Try it: Look through the data below for the string "seen", and copy every line where it turns up.
··· Given information
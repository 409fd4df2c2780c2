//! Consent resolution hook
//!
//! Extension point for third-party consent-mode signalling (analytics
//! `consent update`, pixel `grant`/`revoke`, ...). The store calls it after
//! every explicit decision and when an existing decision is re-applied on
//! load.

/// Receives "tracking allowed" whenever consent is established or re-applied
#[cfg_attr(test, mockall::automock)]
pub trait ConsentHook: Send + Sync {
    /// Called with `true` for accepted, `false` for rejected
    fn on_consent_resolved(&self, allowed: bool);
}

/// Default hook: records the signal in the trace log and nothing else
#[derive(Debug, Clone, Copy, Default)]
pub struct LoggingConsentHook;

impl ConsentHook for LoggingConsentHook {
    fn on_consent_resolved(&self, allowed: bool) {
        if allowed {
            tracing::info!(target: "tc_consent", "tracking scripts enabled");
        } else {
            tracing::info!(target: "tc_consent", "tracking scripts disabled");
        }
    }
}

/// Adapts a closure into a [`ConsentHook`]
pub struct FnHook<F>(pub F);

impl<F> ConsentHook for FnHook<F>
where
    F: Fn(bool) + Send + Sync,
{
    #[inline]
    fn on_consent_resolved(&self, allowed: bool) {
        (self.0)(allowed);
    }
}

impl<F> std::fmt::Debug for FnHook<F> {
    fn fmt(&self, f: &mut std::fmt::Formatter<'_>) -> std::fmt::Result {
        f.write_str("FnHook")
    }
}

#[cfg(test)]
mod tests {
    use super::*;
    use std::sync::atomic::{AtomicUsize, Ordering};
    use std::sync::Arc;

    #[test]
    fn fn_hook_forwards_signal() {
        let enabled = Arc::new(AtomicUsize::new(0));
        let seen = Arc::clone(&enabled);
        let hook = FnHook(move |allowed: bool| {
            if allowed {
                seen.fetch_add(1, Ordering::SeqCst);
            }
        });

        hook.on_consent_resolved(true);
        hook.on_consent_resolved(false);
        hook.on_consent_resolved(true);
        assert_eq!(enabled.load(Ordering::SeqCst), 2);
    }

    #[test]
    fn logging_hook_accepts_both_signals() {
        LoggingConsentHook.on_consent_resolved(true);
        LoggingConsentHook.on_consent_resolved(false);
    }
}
······
··· Given information
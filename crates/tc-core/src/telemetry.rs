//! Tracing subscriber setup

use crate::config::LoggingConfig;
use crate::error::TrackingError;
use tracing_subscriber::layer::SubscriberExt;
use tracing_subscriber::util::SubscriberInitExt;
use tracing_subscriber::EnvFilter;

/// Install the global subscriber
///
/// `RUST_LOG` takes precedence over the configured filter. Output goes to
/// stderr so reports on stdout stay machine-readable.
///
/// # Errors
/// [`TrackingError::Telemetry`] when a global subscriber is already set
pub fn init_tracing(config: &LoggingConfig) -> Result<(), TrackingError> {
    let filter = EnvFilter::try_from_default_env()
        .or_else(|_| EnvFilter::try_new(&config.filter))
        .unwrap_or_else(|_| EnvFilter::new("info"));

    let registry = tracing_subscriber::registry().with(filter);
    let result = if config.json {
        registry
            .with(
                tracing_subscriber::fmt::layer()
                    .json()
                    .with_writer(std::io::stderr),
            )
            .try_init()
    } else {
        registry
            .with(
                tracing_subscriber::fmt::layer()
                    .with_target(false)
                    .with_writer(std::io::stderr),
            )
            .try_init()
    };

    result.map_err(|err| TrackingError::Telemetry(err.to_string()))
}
······
Result below:
        let seen = Arc::clone(&enabled);
                seen.fetch_add(1, Ordering::SeqCst);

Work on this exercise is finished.